Anonymous Coward says:

Because

“how the hell would revealing the price impact the investigation?”

If they get a conviction (of eg alleged accomplices or co-conspirators or anybody who looked at them funny), the cost of the hack was 1.99 and the FBI is ace hackerz.

If they get handed an acquittal (for the same alleged …) the cost of the hack was 1.9 billion and they will launch a case for wasting law enforcement time and a civil suit demanding penalties, reparations and damages of 1.9 billionz plus interest and dry-cleaning bills, for hurt feelings and being made fun of (and looked at funny).

That One Guy (profile) says:

Re: Works for the mafia, works for the FBI

“It’s like this see, you can work with us ‘voluntarily‘, or we can go get a ruling from some pals of ours, which you may or may not be allowed to see but won’t be able to talk about that will make you work for us, and trust me, if we have to go get that ruling we are not going to be happy. And if we’re not happy, you are most certainly not going to be happy either. Got it?”

Anonymous Coward says:

If it was a stupendous ammount, they’d argue if was well worth it.

Others might say, stop spending our money, supposedly, on stupid fucking bullshit chirlish games that will continually have nations at eachothers throats as was and still is to some degree, the cold war

One nation takes the liberty, and others follow suit in order to retaliate as a form of defence, like perpetual war and violence if feeds itself on its own self sustaining battery……..no matter what happens, we all loose, and yet again, we have to live in a world where governments introduce something into the world that has the potential to cause some serious harm

You have to start asking yourself, is it better for bad things to happen on a local level, or to have that magnified by a governments resources and make it a global level…………..a government is not some divine written on stone destiny, there are literally countless possibilities on how a government can and should be………i dont have a problem with a human right government……i do have a problem with an hypocritical corrupt one though

With the resources available in such positions, the bar to entry is pittifully low, and id argue, corrupt

Goddamit government, your suppose to be the best of us

freedomfan (profile) says:

They don't want the amount known because they learned nothing from the phone

The fact that they don’t want the cost to unlock the phone known at all makes me suspect that they got very little useful evidence from the phone.

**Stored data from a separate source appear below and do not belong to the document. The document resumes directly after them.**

//! DDL statement types.

use super::expression::Expr;
use super::types::FieldType;

/// A parsed top-level statement.
#[derive(Debug, Clone, PartialEq)]
pub enum Statement {
    /// CREATE TABLE.
    CreateTable(CreateTableStatement),
    /// ALTER TABLE.
    AlterTable(AlterTableStatement),
    /// Any other statement, skipped by the parser.
    Other {
        /// The leading word of the statement, uppercased.
        keyword: String,
    },
}

/// A CREATE TABLE statement.
#[derive(Debug, Clone, PartialEq)]
pub struct CreateTableStatement {
    /// Table name, without any schema qualifier.
    pub name: String,
    /// TEMPORARY table.
    pub temporary: bool,
    /// IF NOT EXISTS clause.
    pub if_not_exists: bool,
    /// Column definitions in declaration order.
    pub columns: Vec<ColumnDef>,
    /// Table-level constraints and indexes in declaration order.
    pub constraints: Vec<TableConstraint>,
    /// Table options following the closing parenthesis.
    pub options: Vec<TableOption>,
}

impl CreateTableStatement {
    /// Returns the table COMMENT option, if any. The last one wins.
    #[must_use]
    pub fn comment(&self) -> Option<&str> {
        self.options.iter().rev().find_map(|opt| match opt {
            TableOption::Comment(text) => Some(text.as_str()),
            TableOption::Other { .. } => None,
        })
    }
}

/// A column definition.
#[derive(Debug, Clone, PartialEq)]
pub struct ColumnDef {
    /// Column name.
    pub name: String,
    /// Declared type.
    pub field_type: FieldType,
    /// Column options in source order.
    pub options: Vec<ColumnOption>,
}

/// A column-level option.
#[derive(Debug, Clone, PartialEq)]
pub enum ColumnOption {
    /// NOT NULL.
    NotNull,
    /// NULL.
    Null,
    /// DEFAULT expr.
    Default(Expr),
    /// AUTO_INCREMENT.
    AutoIncrement,
    /// PRIMARY KEY, or a bare KEY at column level.
    PrimaryKey,
    /// UNIQUE [KEY].
    UniqueKey,
    /// COMMENT expr.
    Comment(Expr),
    /// ON UPDATE expr.
    OnUpdate(Expr),
    /// COLLATE name.
    Collate(String),
    /// CHECK (expr), as source text.
    Check(String),
    /// REFERENCES table (columns).
    References {
        /// Referenced table.
        table: String,
        /// Referenced columns.
        columns: Vec<String>,
    },
    /// [GENERATED ALWAYS] AS (expr) [VIRTUAL | STORED].
    Generated {
        /// Generation expression, as source text.
        expr: String,
        /// STORED rather than VIRTUAL.
        stored: bool,
    },
}

/// One column of an index or key.
#[derive(Debug, Clone, PartialEq, Eq)]
pub struct KeyPart {
    /// Column name.
    pub column: String,
    /// Prefix length.
    pub length: Option<u32>,
    /// DESC ordering.
    pub descending: bool,
}

impl KeyPart {
    /// Creates a key part over a whole column.
    #[must_use]
    pub fn new(column: impl Into<String>) -> Self {
        Self {
            column: column.into(),
            length: None,
            descending: false,
        }
    }
}

/// The kind of a table-level constraint.
#[derive(Debug, Clone, PartialEq)]
pub enum ConstraintType {
    /// PRIMARY KEY.
    PrimaryKey,
    /// UNIQUE [INDEX | KEY].
    Unique,
    /// INDEX or KEY.
    Index,
    /// FULLTEXT [INDEX | KEY].
    Fulltext,
    /// SPATIAL [INDEX | KEY].
    Spatial,
    /// FOREIGN KEY ... REFERENCES.
    ForeignKey {
        /// Referenced table.
        table: String,
        /// Referenced columns.
        columns: Vec<String>,
    },
    /// CHECK (expr), as source text.
    Check(String),
}

/// A table-level constraint or index definition.
#[derive(Debug, Clone, PartialEq)]
pub struct TableConstraint {
    /// Index name, falling back to the CONSTRAINT symbol.
    pub name: Option<String>,
    /// Constraint kind.
    pub kind: ConstraintType,
    /// Key columns in declaration order.
    pub keys: Vec<KeyPart>,
}

/// A table option such as `ENGINE=InnoDB` or `COMMENT='...'`.
#[derive(Debug, Clone, PartialEq, Eq)]
pub enum TableOption {
    /// COMMENT [=] 'text'.
    Comment(String),
    /// Any other option, with its value as written.
    Other {
        /// Option name, uppercased.
        name: String,
        /// Option value.
        value: String,
    },
}

/// Where an added or redefined column is placed.
#[derive(Debug, Clone, PartialEq, Eq, Default)]
pub enum ColumnPosition {
    /// No position clause.
    #[default]
    Unspecified,
    /// FIRST.
    First,
    /// AFTER column.
    After(String),
}

/// An ALTER TABLE statement.
#[derive(Debug, Clone, PartialEq)]
pub struct AlterTableStatement {
    /// Table name, without any schema qualifier.
    pub name: String,
    /// Alter specifications in source order.
    pub specs: Vec<AlterSpec>,
}

/// One comma-separated ALTER TABLE specification.
#[derive(Debug, Clone, PartialEq)]
pub enum AlterSpec {
    /// ADD [COLUMN] def or ADD [COLUMN] (def, ...).
    AddColumns {
        /// The added columns.
        columns: Vec<ColumnDef>,
        /// Position clause.
        position: ColumnPosition,
    },
    /// ADD constraint.
    AddConstraint(TableConstraint),
    /// MODIFY [COLUMN] def.
    ModifyColumn {
        /// The new definition.
        column: ColumnDef,
        /// Position clause.
        position: ColumnPosition,
    },
    /// CHANGE [COLUMN] old def.
    ChangeColumn {
        /// Name before the change.
        old_name: String,
        /// The new definition.
        column: ColumnDef,
        /// Position clause.
        position: ColumnPosition,
    },
    /// DROP [COLUMN] name.
    DropColumn(String),
    /// DROP INDEX|KEY name.
    DropIndex(String),
    /// DROP PRIMARY KEY.
    DropPrimaryKey,
    /// DROP FOREIGN KEY name.
    DropForeignKey(String),
    /// RENAME [TO | AS] name.
    RenameTable(String),
    /// RENAME COLUMN old TO new.
    RenameColumn {
        /// Current name.
        old_name: String,
        /// New name.
        new_name: String,
    },
    /// ALTER [COLUMN] name SET DEFAULT expr | DROP DEFAULT.
    AlterColumnDefault {
        /// Column name.
        name: String,
        /// New default, `None` for DROP DEFAULT.
        default: Option<Expr>,
    },
    /// Table options.
    Options(Vec<TableOption>),
}

impl AlterSpec {
    /// Returns the SQL keywords that introduce this specification.
    #[must_use]
    pub const fn kind_name(&self) -> &'static str {
        match self {
            Self::AddColumns { .. } => "ADD COLUMN",
            Self::AddConstraint(_) => "ADD CONSTRAINT",
            Self::ModifyColumn { .. } => "MODIFY COLUMN",
            Self::ChangeColumn { .. } => "CHANGE COLUMN",
            Self::DropColumn(_) => "DROP COLUMN",
            Self::DropIndex(_) => "DROP INDEX",
            Self::DropPrimaryKey => "DROP PRIMARY KEY",
            Self::DropForeignKey(_) => "DROP FOREIGN KEY",
            Self::RenameTable(_) => "RENAME TABLE",
            Self::RenameColumn { .. } => "RENAME COLUMN",
            Self::AlterColumnDefault { .. } => "ALTER COLUMN",
            Self::Options(_) => "TABLE OPTIONS",
        }
    }
}
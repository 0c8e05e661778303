//! Source location tracking for tokens and parse errors.

/// A byte range in the source text.
#[derive(Debug, Clone, Copy, PartialEq, Eq, Default)]
pub struct Span {
    /// Start byte offset (inclusive).
    pub start: usize,
    /// End byte offset (exclusive).
    pub end: usize,
}

impl Span {
    /// Creates a new span.
    #[must_use]
    pub const fn new(start: usize, end: usize) -> Self {
        Self { start, end }
    }

    /// Returns the length of the span in bytes.
    #[must_use]
    pub const fn len(&self) -> usize {
        self.end - self.start
    }

    /// Returns true if the span is empty.
    #[must_use]
    pub const fn is_empty(&self) -> bool {
        self.start == self.end
    }

    /// Returns the 1-based line and column of the span start within `input`.
    ///
    /// Columns count characters, not bytes. Offsets past the end of the input
    /// are clamped to the end.
    #[must_use]
    pub fn location(&self, input: &str) -> (usize, usize) {
        let offset = self.start.min(input.len());
        let mut line = 1;
        let mut column = 1;
        for (idx, c) in input.char_indices() {
            if idx >= offset {
                break;
            }
            if c == '\n' {
                line += 1;
                column = 1;
            } else {
                column += 1;
            }
        }
        (line, column)
    }
}
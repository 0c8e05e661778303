//! Parser error types.

use thiserror::Error;

use crate::lexer::{Span, TokenKind};

/// A parse error.
#[derive(Debug, Clone, PartialEq, Error)]
#[error("{message} at line {line}, column {column}")]
pub struct ParseError {
    /// The error message.
    pub message: String,
    /// The location of the error.
    pub span: Span,
    /// 1-based line of the span start, 0 until located.
    pub line: usize,
    /// 1-based column of the span start, 0 until located.
    pub column: usize,
    /// Expected tokens (if applicable).
    pub expected: Option<String>,
    /// The actual token found.
    pub found: Option<TokenKind>,
}

impl ParseError {
    /// Creates a new parse error.
    #[must_use]
    pub fn new(message: impl Into<String>, span: Span) -> Self {
        Self {
            message: message.into(),
            span,
            line: 0,
            column: 0,
            expected: None,
            found: None,
        }
    }

    /// Creates an "unexpected token" error.
    #[must_use]
    pub fn unexpected(expected: impl Into<String>, found: TokenKind, span: Span) -> Self {
        let expected: String = expected.into();
        Self {
            message: format!("Unexpected token: expected {expected}, found {found:?}"),
            expected: Some(expected),
            found: Some(found),
            ..Self::new(String::new(), span)
        }
    }

    /// Creates an "unexpected end of input" error.
    #[must_use]
    pub fn unexpected_eof(expected: impl Into<String>, span: Span) -> Self {
        let expected: String = expected.into();
        Self {
            message: format!("Unexpected end of input: expected {expected}"),
            expected: Some(expected),
            found: Some(TokenKind::Eof),
            ..Self::new(String::new(), span)
        }
    }

    /// Resolves line and column against the parsed input.
    #[must_use]
    pub fn locate(mut self, input: &str) -> Self {
        let (line, column) = self.span.location(input);
        self.line = line;
        self.column = column;
        self
    }
}

#[cfg(test)]
mod tests {
    use super::*;

    #[test]
    fn test_display_includes_location() {
        let err = ParseError::new("Unknown data type FOO", Span::new(9, 12)).locate("CREATE\n  FOO");
        assert_eq!(err.to_string(), "Unknown data type FOO at line 2, column 3");
    }

    #[test]
    fn test_unexpected_records_found() {
        let err = ParseError::unexpected("')'", TokenKind::Comma, Span::new(0, 1));
        assert_eq!(err.expected.as_deref(), Some("')'"));
        assert_eq!(err.found, Some(TokenKind::Comma));
        assert!(err.message.starts_with("Unexpected token: expected ')'"));
    }

    #[test]
    fn test_unexpected_eof() {
        let err = ParseError::unexpected_eof("TABLE", Span::new(6, 6));
        assert_eq!(err.found, Some(TokenKind::Eof));
        assert_eq!(err.message, "Unexpected end of input: expected TABLE");
    }
}
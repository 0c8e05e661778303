//! Token types for the MySQL lexer.

use super::Span;

/// Keywords that carry structure in MySQL DDL.
///
/// Data type names, engine names and other contextual words are lexed as
/// plain identifiers and matched by text in the parser.
#[derive(Debug, Clone, Copy, PartialEq, Eq)]
pub enum Keyword {
    // Statements
    Create,
    Alter,
    Table,
    Temporary,
    If,
    Not,
    Exists,
    Like,
    As,

    // Column options
    Null,
    Default,
    AutoIncrement,
    Comment,
    On,
    Update,
    Delete,
    Collate,
    Character,
    Charset,
    Set,
    Generated,
    Always,
    True,
    False,

    // Keys and constraints
    Primary,
    Key,
    Index,
    Unique,
    Constraint,
    Foreign,
    References,
    Check,
    Fulltext,
    Spatial,
    Using,

    // ALTER TABLE
    Add,
    Modify,
    Change,
    Drop,
    Column,
    Rename,
    To,
    First,
    After,
}

impl Keyword {
    /// Attempts to parse a keyword from a string (case-insensitive).
    #[must_use]
    #[allow(clippy::should_implement_trait)]
    pub fn from_str(s: &str) -> Option<Self> {
        match s.to_ascii_uppercase().as_str() {
            "CREATE" => Some(Self::Create),
            "ALTER" => Some(Self::Alter),
            "TABLE" => Some(Self::Table),
            "TEMPORARY" => Some(Self::Temporary),
            "IF" => Some(Self::If),
            "NOT" => Some(Self::Not),
            "EXISTS" => Some(Self::Exists),
            "LIKE" => Some(Self::Like),
            "AS" => Some(Self::As),
            "NULL" => Some(Self::Null),
            "DEFAULT" => Some(Self::Default),
            "AUTO_INCREMENT" => Some(Self::AutoIncrement),
            "COMMENT" => Some(Self::Comment),
            "ON" => Some(Self::On),
            "UPDATE" => Some(Self::Update),
            "DELETE" => Some(Self::Delete),
            "COLLATE" => Some(Self::Collate),
            "CHARACTER" => Some(Self::Character),
            "CHARSET" => Some(Self::Charset),
            "SET" => Some(Self::Set),
            "GENERATED" => Some(Self::Generated),
            "ALWAYS" => Some(Self::Always),
            "TRUE" => Some(Self::True),
            "FALSE" => Some(Self::False),
            "PRIMARY" => Some(Self::Primary),
            "KEY" => Some(Self::Key),
            "INDEX" => Some(Self::Index),
            "UNIQUE" => Some(Self::Unique),
            "CONSTRAINT" => Some(Self::Constraint),
            "FOREIGN" => Some(Self::Foreign),
            "REFERENCES" => Some(Self::References),
            "CHECK" => Some(Self::Check),
            "FULLTEXT" => Some(Self::Fulltext),
            "SPATIAL" => Some(Self::Spatial),
            "USING" => Some(Self::Using),
            "ADD" => Some(Self::Add),
            "MODIFY" => Some(Self::Modify),
            "CHANGE" => Some(Self::Change),
            "DROP" => Some(Self::Drop),
            "COLUMN" => Some(Self::Column),
            "RENAME" => Some(Self::Rename),
            "TO" => Some(Self::To),
            "FIRST" => Some(Self::First),
            "AFTER" => Some(Self::After),
            _ => None,
        }
    }

    /// Returns the keyword as a string.
    #[must_use]
    pub const fn as_str(&self) -> &'static str {
        match self {
            Self::Create => "CREATE",
            Self::Alter => "ALTER",
            Self::Table => "TABLE",
            Self::Temporary => "TEMPORARY",
            Self::If => "IF",
            Self::Not => "NOT",
            Self::Exists => "EXISTS",
            Self::Like => "LIKE",
            Self::As => "AS",
            Self::Null => "NULL",
            Self::Default => "DEFAULT",
            Self::AutoIncrement => "AUTO_INCREMENT",
            Self::Comment => "COMMENT",
            Self::On => "ON",
            Self::Update => "UPDATE",
            Self::Delete => "DELETE",
            Self::Collate => "COLLATE",
            Self::Character => "CHARACTER",
            Self::Charset => "CHARSET",
            Self::Set => "SET",
            Self::Generated => "GENERATED",
            Self::Always => "ALWAYS",
            Self::True => "TRUE",
            Self::False => "FALSE",
            Self::Primary => "PRIMARY",
            Self::Key => "KEY",
            Self::Index => "INDEX",
            Self::Unique => "UNIQUE",
            Self::Constraint => "CONSTRAINT",
            Self::Foreign => "FOREIGN",
            Self::References => "REFERENCES",
            Self::Check => "CHECK",
            Self::Fulltext => "FULLTEXT",
            Self::Spatial => "SPATIAL",
            Self::Using => "USING",
            Self::Add => "ADD",
            Self::Modify => "MODIFY",
            Self::Change => "CHANGE",
            Self::Drop => "DROP",
            Self::Column => "COLUMN",
            Self::Rename => "RENAME",
            Self::To => "TO",
            Self::First => "FIRST",
            Self::After => "AFTER",
        }
    }

    /// Returns true if MySQL refuses this keyword as an unquoted identifier.
    #[must_use]
    pub const fn is_reserved(&self) -> bool {
        !matches!(
            self,
            Self::Temporary
                | Self::Comment
                | Self::AutoIncrement
                | Self::Charset
                | Self::Always
                | Self::Modify
                | Self::First
                | Self::After
        )
    }
}

/// The kind of token.
#[derive(Debug, Clone, PartialEq)]
pub enum TokenKind {
    // Literals
    /// Integer literal in the signed 64-bit range (e.g., 42)
    Integer(i64),
    /// Integer literal above `i64::MAX` (e.g., 18446744073709551615)
    Unsigned(u64),
    /// Fixed-point literal, kept as written (e.g., 3.50)
    Decimal(String),
    /// Floating point literal with an exponent (e.g., 1e10)
    Float(f64),
    /// String literal, escapes resolved (e.g., 'hello' or "hello")
    String(String),
    /// Hex literal (e.g., X'0A1B')
    HexString(Vec<u8>),
    /// Bit literal digits (e.g., b'101')
    BitString(String),

    // Identifiers and keywords
    /// Bare identifier (e.g., column_name)
    Identifier(String),
    /// Backtick-quoted identifier (e.g., `order`)
    QuotedIdentifier(String),
    /// Structural keyword
    Keyword(Keyword),

    // Punctuation
    /// (
    LeftParen,
    /// )
    RightParen,
    /// ,
    Comma,
    /// ;
    Semicolon,
    /// .
    Dot,
    /// =
    Eq,
    /// +
    Plus,
    /// -
    Minus,
    /// Any other single character, kept so skipped statements still lex
    Symbol(char),

    // Special
    /// End of input
    Eof,
    /// Lexing failure
    Error(String),
}

/// A token with its span in the source code.
#[derive(Debug, Clone, PartialEq)]
pub struct Token {
    /// The kind of token.
    pub kind: TokenKind,
    /// The location in the source code.
    pub span: Span,
}

impl Token {
    /// Creates a new token.
    #[must_use]
    pub const fn new(kind: TokenKind, span: Span) -> Self {
        Self { kind, span }
    }

    /// Returns true if this is an EOF token.
    #[must_use]
    pub const fn is_eof(&self) -> bool {
        matches!(self.kind, TokenKind::Eof)
    }

    /// Returns the keyword if this is a keyword token.
    #[must_use]
    pub const fn as_keyword(&self) -> Option<Keyword> {
        match &self.kind {
            TokenKind::Keyword(kw) => Some(*kw),
            _ => None,
        }
    }
}
//! MySQL lexer.
//!
//! A hand-written lexer for MySQL DDL that produces a stream of tokens.

mod span;
mod token;
mod tokenizer;

pub use span::Span;
pub use token::{Keyword, Token, TokenKind};
pub use tokenizer::Lexer;
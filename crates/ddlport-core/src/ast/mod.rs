//! Statement tree produced by the MySQL DDL parser.

mod expression;
mod statement;
mod types;

pub use expression::{Expr, Literal};
pub use statement::{
    AlterSpec, AlterTableStatement, ColumnDef, ColumnOption, ColumnPosition, ConstraintType,
    CreateTableStatement, KeyPart, Statement, TableConstraint, TableOption,
};
pub use types::{FieldType, TypeKind};
//! # ddlport-core
//!
//! Translates MySQL schema definitions into PostgreSQL DDL.
//!
//! The pipeline has three stages:
//! - [`parser`]: a hand-written lexer and recursive descent parser that turn
//!   MySQL text into a statement tree
//! - [`builder`]: walks the statements and produces a dialect-neutral
//!   [`SchemaModel`] with mapped types and normalized options
//! - [`dialect`]: serializes the model for the selected [`Target`]
//!
//! ```rust
//! use ddlport_core::{Target, translate};
//!
//! let sql = translate("CREATE TABLE t (id INT NOT NULL);", Target::Postgres).unwrap();
//! assert_eq!(sql, "CREATE TABLE \"t\"(\n\t\"id\"\tint\tNOT NULL\n);");
//! ```
//!
//! Translation is all-or-nothing: the first unsupported construct aborts
//! with a [`TranslateError`] and no output.

pub mod ast;
pub mod builder;
pub mod dialect;
pub mod error;
pub mod lexer;
pub mod parser;
pub mod schema;

pub use builder::{SchemaBuilder, build};
pub use dialect::{DdlEmitter, PostgresEmitter, emit, emitter_for};
pub use error::{Result, TranslateError};
pub use parser::{ParseError, Parser};
pub use schema::{PgVersion, SchemaModel, Target};

use tracing::{debug, warn};

/// Parses MySQL DDL and builds the schema model without emitting it.
///
/// # Errors
///
/// Returns the first parse or translation error.
pub fn translate_model(sql: &str, target: Target) -> Result<SchemaModel> {
    let statements = Parser::new(sql).parse_statements()?;
    debug!(statements = statements.len(), %target, "parsed input");
    build(&statements, target)
}

/// Translates MySQL DDL into a script for the given target.
///
/// # Errors
///
/// Returns `UnsupportedTarget` before parsing if the target has no emitter,
/// otherwise the first parse or translation error.
pub fn translate(sql: &str, target: Target) -> Result<String> {
    let emitter = emitter_for(target)?;
    let model = translate_model(sql, target)?;
    if !model.alter_tables.is_empty() {
        warn!(
            statements = model.alter_tables.len(),
            "ALTER TABLE changes were collected but are not emitted"
        );
    }
    Ok(emitter.emit(&model))
}
//! Dialect-specific DDL emission.
//!
//! An emitter serializes a finished [`SchemaModel`] into a script for one
//! target dialect. Each step returns an owned fragment; [`DdlEmitter::emit`]
//! joins the fragments with blank lines.

mod postgres;

pub use postgres::PostgresEmitter;

use crate::error::{Result, TranslateError};
use crate::schema::{Column, Constraint, SchemaModel, Table, Target};

/// Trait for dialect-specific DDL generation.
pub trait DdlEmitter {
    /// Returns the dialect name.
    fn name(&self) -> &'static str;

    /// Quotes an identifier.
    fn quote_identifier(&self, name: &str) -> String {
        format!("\"{}\"", name.replace('"', "\"\""))
    }

    /// Quotes a string literal.
    fn quote_literal(&self, value: &str) -> String {
        format!("'{}'", value.replace('\'', "''"))
    }

    /// Generates the body line for a column, without the trailing comma.
    fn column_definition(&self, column: &Column) -> String;

    /// Generates the body line for a constraint, or `None` if the constraint
    /// is not emitted inline.
    fn constraint_definition(&self, constraint: &Constraint) -> Option<String>;

    /// Generates the statements that follow a CREATE TABLE, such as comments.
    fn table_epilogue(&self, table: &Table) -> Vec<String>;

    /// Generates CREATE TABLE and its epilogue.
    fn create_table(&self, table: &Table) -> String {
        let mut sql = String::from("CREATE TABLE ");
        if table.if_not_exists {
            sql.push_str("IF NOT EXISTS ");
        }
        sql.push_str(&self.quote_identifier(&table.name));
        sql.push_str("(\n");

        let mut lines: Vec<String> = table
            .columns
            .iter()
            .map(|c| self.column_definition(c))
            .collect();
        lines.extend(self.implied_primary_key(table));
        lines.extend(
            table
                .constraints
                .iter()
                .filter_map(|c| self.constraint_definition(c)),
        );
        if !lines.is_empty() {
            sql.push_str(&lines.join(",\n"));
            sql.push('\n');
        }
        sql.push_str(");");

        for statement in self.table_epilogue(table) {
            sql.push('\n');
            sql.push_str(&statement);
        }
        sql
    }

    /// Generates a PRIMARY KEY line for column-level keys when the table has
    /// no table-level PRIMARY KEY.
    fn implied_primary_key(&self, table: &Table) -> Option<String> {
        if table.has_primary_key_constraint() {
            return None;
        }
        let keys: Vec<String> = table
            .primary_key_columns()
            .map(|c| self.quote_identifier(&c.name))
            .collect();
        if keys.is_empty() {
            return None;
        }
        Some(format!("\tPRIMARY KEY ({})", keys.join(", ")))
    }

    /// Generates the section that attaches sequences to auto-increment keys.
    fn auto_increment_section(&self, model: &SchemaModel) -> Option<String>;

    /// Generates the section that creates plain indexes.
    fn index_section(&self, model: &SchemaModel) -> Option<String>;

    /// Generates the full script for a model.
    fn emit(&self, model: &SchemaModel) -> String {
        let mut sections: Vec<String> = model
            .create_tables
            .iter()
            .map(|t| self.create_table(t))
            .collect();
        sections.extend(self.auto_increment_section(model));
        sections.extend(self.index_section(model));
        sections.join("\n\n").trim().to_string()
    }
}

/// Returns the emitter for a target.
///
/// # Errors
///
/// Returns `UnsupportedTarget` for targets without an emitter.
pub fn emitter_for(target: Target) -> Result<Box<dyn DdlEmitter>> {
    match target.pg_version() {
        Some(version) => Ok(Box::new(PostgresEmitter::new(version))),
        None => Err(TranslateError::UnsupportedTarget(target.name().to_string())),
    }
}

/// Emits the script for a model using the emitter of its target.
///
/// # Errors
///
/// Returns `UnsupportedTarget` if the model's target has no emitter.
pub fn emit(model: &SchemaModel) -> Result<String> {
    let emitter = emitter_for(model.target)?;
    Ok(emitter.emit(model))
}
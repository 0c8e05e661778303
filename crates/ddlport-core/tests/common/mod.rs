#![allow(dead_code)]

use ddlport_core::ast::{CreateTableStatement, Statement};
use ddlport_core::{ParseError, Parser, SchemaModel, Target, TranslateError};

pub fn parse(sql: &str) -> Vec<Statement> {
    Parser::new(sql)
        .parse_statements()
        .unwrap_or_else(|e| panic!("Failed to parse: {sql}\nError: {e:?}"))
}

pub fn parse_err(sql: &str) -> ParseError {
    match Parser::new(sql).parse_statements() {
        Ok(statements) => panic!("Expected parse error for: {sql}\nGot: {statements:?}"),
        Err(e) => e,
    }
}

pub fn parse_create(sql: &str) -> CreateTableStatement {
    match parse(sql).into_iter().next() {
        Some(Statement::CreateTable(create)) => create,
        other => panic!("Expected CREATE TABLE, got {other:?}"),
    }
}

pub fn modern(sql: &str) -> String {
    ddlport_core::translate(sql, Target::Postgres)
        .unwrap_or_else(|e| panic!("Failed to translate: {sql}\nError: {e}"))
}

pub fn compatible(sql: &str) -> String {
    ddlport_core::translate(sql, Target::PostgresCompatible)
        .unwrap_or_else(|e| panic!("Failed to translate: {sql}\nError: {e}"))
}

pub fn model(sql: &str) -> SchemaModel {
    ddlport_core::translate_model(sql, Target::Postgres)
        .unwrap_or_else(|e| panic!("Failed to build model: {sql}\nError: {e}"))
}

pub fn translate_err(sql: &str) -> TranslateError {
    match ddlport_core::translate(sql, Target::Postgres) {
        Ok(output) => panic!("Expected translation error for: {sql}\nGot:\n{output}"),
        Err(e) => e,
    }
}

Consider: If it was a large amount and they got no further significant leads from the unlocked phone, then they look like idiots for trying to bully Apple into unlocking it. And, it would contradict their narrative that the sky will fall if they don’t have all the data all the time. And, important FBI allies like Feinstein and Burr are re-exposed as idiots for using this as an example in their currently-comatose proposal to outlaw secure (non-backdoored) encryption. Those results mean the cost stays covered-up as long as they can fight off the FOIA requests/suits.

On the other hand, they would be happy to release the amount to unlock the phone if they got some great evidence from the phone that they didn’t have otherwise. Even if it was millions of dollars, that would only bolster their claim that they don’t have the expertise to do this kind of unlocking and they need a back door because getting such critical evidence is prohibitively expensive without it.

So, in all likelihood, they spent a lot of our money and – surprise! – got zilch. No one at the DOJ wants to write that press release.